[[ Data shown, beginning ]]

//! Lazy filtered iteration over entities by component signature.
//!
//! A view takes one *driving* store's dense entity sequence as its
//! candidate stream and filters it by presence in the positive stores
//! and absence in the negative (excluded) stores. Filtering is pull
//! based: the predicate runs as each candidate is visited, so per-query
//! cost is proportional to the driving set, never the full entity count.

use std::{any::TypeId, slice};

use smallvec::SmallVec;

use crate::{
    component::Component,
    entity::Entity,
    registry::StoreRegistry,
    storage::ErasedStore,
};

/// Inline capacity for filter-term lists; most views name a few types.
type Terms<'w> = SmallVec<[&'w dyn ErasedStore; 4]>;

/// A filtered view over entities.
///
/// Built from the component manager with a driving type `M`
/// (`components.view::<M>()`), then narrowed with [`include`](Self::include)
/// and [`exclude`](Self::exclude). Each view is an independent, immutable
/// specification over shared store borrows: extending one yields a new
/// view and leaves the base view usable.
///
/// A named type whose store was never created behaves as an empty store:
/// as the driving or a positive type it yields zero matches, as a
/// negative type it excludes nothing.
#[derive(Clone)]
pub struct View<'w> {
    stores: &'w StoreRegistry,
    /// Candidate stream: the driving store's dense entity array.
    driving: &'w [Entity],
    include: Terms<'w>,
    exclude: Terms<'w>,
}

impl<'w> View<'w> {
    /// Build a view driven by the store of `M`.
    pub(crate) fn of<M: Component>(stores: &'w StoreRegistry) -> Self {
        let driving = stores
            .erased(TypeId::of::<M>())
            .map_or(&[][..], ErasedStore::entities);
        Self {
            stores,
            driving,
            include: Terms::new(),
            exclude: Terms::new(),
        }
    }

    /// Require candidates to also have a component of type `P`.
    #[must_use]
    pub fn include<P: Component>(&self) -> Self {
        let mut view = self.clone();
        match self.stores.erased(TypeId::of::<P>()) {
            Some(store) => view.include.push(store),
            // No store for P: nothing can satisfy the requirement.
            None => view.driving = &[],
        }
        view
    }

    /// Reject candidates that have a component of type `Q`.
    ///
    /// Excluding the driving type (or any included type) is a
    /// contradiction that yields zero matches, not an error.
    #[must_use]
    pub fn exclude<Q: Component>(&self) -> Self {
        let mut view = self.clone();
        if let Some(store) = self.stores.erased(TypeId::of::<Q>()) {
            view.exclude.push(store);
        }
        view
    }

    /// Check whether a single entity satisfies this view's signature.
    ///
    /// The entity must also be in the driving store to appear in
    /// iteration; this checks only the filter terms.
    #[must_use]
    pub fn matches(&self, entity: Entity) -> bool {
        self.include.iter().all(|store| store.contains(entity))
            && self.exclude.iter().all(|store| !store.contains(entity))
    }

    /// Iterate over matching entities.
    ///
    /// A single forward pass over the driving store that advances past
    /// failing candidates. Restartable: each call starts over on the
    /// live contents.
    #[must_use]
    pub fn iter(&self) -> ViewIter<'w> {
        ViewIter {
            candidates: self.driving.iter(),
            include: self.include.clone(),
            exclude: self.exclude.clone(),
        }
    }
}

impl<'w> IntoIterator for &View<'w> {
    type Item = Entity;
    type IntoIter = ViewIter<'w>;

    fn into_iter(self) -> Self::IntoIter {
        self.iter()
    }
}

impl<'w> IntoIterator for View<'w> {
    type Item = Entity;
    type IntoIter = ViewIter<'w>;

    fn into_iter(self) -> Self::IntoIter {
        self.iter()
    }
}

/// Iterator over the entities matching a [`View`].
pub struct ViewIter<'w> {
    candidates: slice::Iter<'w, Entity>,
    include: Terms<'w>,
    exclude: Terms<'w>,
}

impl Iterator for ViewIter<'_> {
    type Item = Entity;

    fn next(&mut self) -> Option<Self::Item> {
        loop {
            let &entity = self.candidates.next()?;
            if self.include.iter().all(|store| store.contains(entity))
                && self.exclude.iter().all(|store| !store.contains(entity))
            {
                return Some(entity);
            }
        }
    }

    fn size_hint(&self) -> (usize, Option<usize>) {
        // Every remaining candidate may pass or fail the predicate.
        (0, Some(self.candidates.len()))
    }
}

#[cfg(test)]
mod tests {
    use std::collections::HashSet;

    use super::*;
    use crate::component::Components;
    use crate::entity::Generation;

    fn entity(id: u32) -> Entity {
        Entity::new(id, Generation::new().bump())
    }

    fn collect(view: &View<'_>) -> HashSet<Entity> {
        view.iter().collect()
    }

    #[derive(Debug, Clone, PartialEq)]
    struct A(i32);

    #[derive(Debug, Clone, PartialEq)]
    struct B(i32);

    #[derive(Debug, Clone, PartialEq)]
    struct C(i32);

    /// The worked example: a has A, b has B, c has both.
    fn abc() -> (Components, Entity, Entity, Entity) {
        let mut components = Components::new();
        let a = entity(0);
        let b = entity(1);
        let c = entity(2);
        components.insert(a, A(0));
        components.insert(b, B(1));
        components.insert(c, A(2));
        components.insert(c, B(3));
        (components, a, b, c)
    }

    #[test]
    fn test_single_type_view() {
        let (components, a, b, c) = abc();

        assert_eq!(collect(&components.view::<A>()), HashSet::from([a, c]));
        assert_eq!(collect(&components.view::<B>()), HashSet::from([b, c]));
    }

    #[test]
    fn test_intersection() {
        let (components, _a, _b, c) = abc();

        let view = components.view::<A>().include::<B>();
        assert_eq!(collect(&view), HashSet::from([c]));

        // Symmetric in either driving order.
        let view = components.view::<B>().include::<A>();
        assert_eq!(collect(&view), HashSet::from([c]));
    }

    #[test]
    fn test_exclusion() {
        let (components, a, b, _c) = abc();

        let view = components.view::<A>().exclude::<B>();
        assert_eq!(collect(&view), HashSet::from([a]));

        let view = components.view::<B>().exclude::<A>();
        assert_eq!(collect(&view), HashSet::from([b]));
    }

    #[test]
    fn test_exclude_leaves_base_view_intact() {
        let (components, a, _b, c) = abc();

        let base = components.view::<A>();
        let narrowed = base.exclude::<B>();

        assert_eq!(collect(&narrowed), HashSet::from([a]));
        // The base view is an independent specification.
        assert_eq!(collect(&base), HashSet::from([a, c]));
    }

    #[test]
    fn test_contradiction_yields_nothing() {
        let (components, _a, _b, _c) = abc();

        let view = components.view::<A>().exclude::<A>();
        assert_eq!(view.iter().count(), 0);

        let view = components.view::<A>().include::<B>().exclude::<B>();
        assert_eq!(view.iter().count(), 0);
    }

    #[test]
    fn test_empty_driving_store() {
        let mut components = Components::new();
        components.insert(entity(0), A(0));
        components.remove::<A>(entity(0));

        assert_eq!(components.view::<A>().iter().count(), 0);
    }

    #[test]
    fn test_never_used_types() {
        let (components, a, _b, c) = abc();

        // Driving type never used: nothing to iterate.
        assert_eq!(components.view::<C>().iter().count(), 0);
        // Positive type never used: nothing can match.
        assert_eq!(components.view::<A>().include::<C>().iter().count(), 0);
        // Negative type never used: excludes nothing.
        assert_eq!(
            collect(&components.view::<A>().exclude::<C>()),
            HashSet::from([a, c])
        );
    }

    #[test]
    fn test_view_is_restartable() {
        let (components, ..) = abc();

        let view = components.view::<A>();
        assert_eq!(view.iter().count(), 2);
        assert_eq!(view.iter().count(), 2);
    }

    #[test]
    fn test_matches() {
        let (components, a, b, c) = abc();

        let view = components.view::<A>().include::<B>();
        assert!(view.matches(c));
        assert!(!view.matches(a));
        assert!(!view.matches(b));
    }

    #[test]
    fn test_size_hint_upper_bound() {
        let (components, ..) = abc();

        let view = components.view::<A>().exclude::<B>();
        let iter = view.iter();
        let (lower, upper) = iter.size_hint();
        assert_eq!(lower, 0);
        assert_eq!(upper, Some(2));
    }
}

[[ Data shown, end ]]

* _About this exercise_
What is needed is the count of lines in the records that include the word "entities", with no other text.

* _Expected output_
5